Problem description
Reproduce the section of the listing that begins at the line containing "filename brief-telemetry/src/init.rs" and finishes at the line containing "type Err = String;". Include both end lines and nothing beyond them.

Entries supplied
--*--
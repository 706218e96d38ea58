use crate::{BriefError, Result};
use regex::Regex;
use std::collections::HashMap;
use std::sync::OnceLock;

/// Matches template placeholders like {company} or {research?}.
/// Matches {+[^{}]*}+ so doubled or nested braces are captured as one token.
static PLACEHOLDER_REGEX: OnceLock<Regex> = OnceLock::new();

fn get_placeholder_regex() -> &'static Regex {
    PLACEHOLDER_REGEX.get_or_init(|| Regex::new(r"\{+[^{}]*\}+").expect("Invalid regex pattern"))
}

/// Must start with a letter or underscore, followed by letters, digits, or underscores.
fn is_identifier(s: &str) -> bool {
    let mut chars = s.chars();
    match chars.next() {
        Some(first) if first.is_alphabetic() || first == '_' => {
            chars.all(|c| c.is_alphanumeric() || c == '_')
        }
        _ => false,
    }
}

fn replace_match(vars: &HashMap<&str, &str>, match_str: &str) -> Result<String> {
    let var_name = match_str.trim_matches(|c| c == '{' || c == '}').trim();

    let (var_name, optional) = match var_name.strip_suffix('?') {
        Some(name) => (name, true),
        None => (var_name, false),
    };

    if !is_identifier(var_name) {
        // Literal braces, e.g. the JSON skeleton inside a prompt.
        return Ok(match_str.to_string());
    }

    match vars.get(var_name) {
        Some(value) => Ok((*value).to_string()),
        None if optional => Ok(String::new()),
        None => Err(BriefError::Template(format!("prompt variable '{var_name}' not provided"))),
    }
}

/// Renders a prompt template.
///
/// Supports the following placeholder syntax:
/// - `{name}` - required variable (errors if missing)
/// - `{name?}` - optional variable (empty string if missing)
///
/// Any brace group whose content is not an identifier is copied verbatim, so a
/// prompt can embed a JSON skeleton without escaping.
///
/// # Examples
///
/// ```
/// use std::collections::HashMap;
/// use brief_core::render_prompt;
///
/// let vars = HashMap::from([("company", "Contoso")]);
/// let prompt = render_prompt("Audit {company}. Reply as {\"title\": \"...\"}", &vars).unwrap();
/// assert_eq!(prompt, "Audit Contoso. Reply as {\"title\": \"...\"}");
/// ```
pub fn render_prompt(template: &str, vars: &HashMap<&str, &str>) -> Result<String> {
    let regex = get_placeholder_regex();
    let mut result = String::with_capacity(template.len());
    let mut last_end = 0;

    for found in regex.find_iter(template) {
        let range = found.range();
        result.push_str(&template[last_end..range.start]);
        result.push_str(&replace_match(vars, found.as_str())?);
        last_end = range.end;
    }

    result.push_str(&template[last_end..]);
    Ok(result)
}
--*--
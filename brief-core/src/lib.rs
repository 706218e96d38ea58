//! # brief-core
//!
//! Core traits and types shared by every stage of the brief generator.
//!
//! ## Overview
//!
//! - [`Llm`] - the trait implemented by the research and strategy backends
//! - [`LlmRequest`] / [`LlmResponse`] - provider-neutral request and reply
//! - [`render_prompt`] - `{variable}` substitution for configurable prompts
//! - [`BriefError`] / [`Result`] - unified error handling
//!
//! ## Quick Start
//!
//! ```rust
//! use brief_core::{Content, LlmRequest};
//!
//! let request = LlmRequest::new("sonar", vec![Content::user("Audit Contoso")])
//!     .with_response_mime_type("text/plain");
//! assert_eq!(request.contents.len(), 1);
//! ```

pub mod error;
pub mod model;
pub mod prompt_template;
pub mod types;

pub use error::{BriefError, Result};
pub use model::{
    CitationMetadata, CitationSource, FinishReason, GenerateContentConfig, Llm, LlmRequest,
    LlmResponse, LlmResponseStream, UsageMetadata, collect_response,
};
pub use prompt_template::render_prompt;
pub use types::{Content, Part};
--*--
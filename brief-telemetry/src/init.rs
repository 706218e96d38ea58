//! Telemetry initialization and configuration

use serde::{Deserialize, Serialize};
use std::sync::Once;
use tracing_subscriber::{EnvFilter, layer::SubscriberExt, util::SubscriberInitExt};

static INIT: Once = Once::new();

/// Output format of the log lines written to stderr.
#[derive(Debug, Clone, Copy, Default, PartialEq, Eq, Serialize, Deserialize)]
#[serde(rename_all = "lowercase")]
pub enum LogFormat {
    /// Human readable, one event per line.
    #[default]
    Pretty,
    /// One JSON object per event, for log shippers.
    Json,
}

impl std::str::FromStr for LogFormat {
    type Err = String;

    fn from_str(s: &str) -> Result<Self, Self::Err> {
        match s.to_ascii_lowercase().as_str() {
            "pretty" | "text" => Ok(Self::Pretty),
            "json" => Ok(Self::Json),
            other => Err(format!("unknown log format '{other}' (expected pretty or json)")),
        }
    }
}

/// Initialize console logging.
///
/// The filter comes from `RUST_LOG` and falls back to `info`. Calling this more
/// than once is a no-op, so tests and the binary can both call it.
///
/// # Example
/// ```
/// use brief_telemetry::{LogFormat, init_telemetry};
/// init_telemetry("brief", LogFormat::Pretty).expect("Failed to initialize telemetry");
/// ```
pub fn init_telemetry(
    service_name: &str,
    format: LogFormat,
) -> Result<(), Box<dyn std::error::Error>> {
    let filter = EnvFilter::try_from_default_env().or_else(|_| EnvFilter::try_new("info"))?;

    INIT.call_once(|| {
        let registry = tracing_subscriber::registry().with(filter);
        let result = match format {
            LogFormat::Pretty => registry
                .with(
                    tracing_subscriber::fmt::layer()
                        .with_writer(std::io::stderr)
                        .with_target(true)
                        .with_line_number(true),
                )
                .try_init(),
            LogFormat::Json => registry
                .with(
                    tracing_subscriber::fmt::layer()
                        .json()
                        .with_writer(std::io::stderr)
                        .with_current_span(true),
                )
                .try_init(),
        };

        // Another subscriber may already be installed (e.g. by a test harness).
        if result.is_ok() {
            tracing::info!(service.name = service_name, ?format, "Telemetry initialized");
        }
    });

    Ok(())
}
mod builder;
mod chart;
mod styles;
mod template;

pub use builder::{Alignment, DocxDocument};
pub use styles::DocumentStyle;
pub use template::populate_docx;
--*--
Task solution
filename brief-telemetry/src/init.rs
repository 706218e96d38ea58
//! Telemetry initialization and configuration

use serde::{Deserialize, Serialize};
use std::sync::Once;
use tracing_subscriber::{EnvFilter, layer::SubscriberExt, util::SubscriberInitExt};

static INIT: Once = Once::new();

/// Output format of the log lines written to stderr.
#[derive(Debug, Clone, Copy, Default, PartialEq, Eq, Serialize, Deserialize)]
#[serde(rename_all = "lowercase")]
pub enum LogFormat {
    /// Human readable, one event per line.
    #[default]
    Pretty,
    /// One JSON object per event, for log shippers.
    Json,
}

impl std::str::FromStr for LogFormat {
    type Err = String;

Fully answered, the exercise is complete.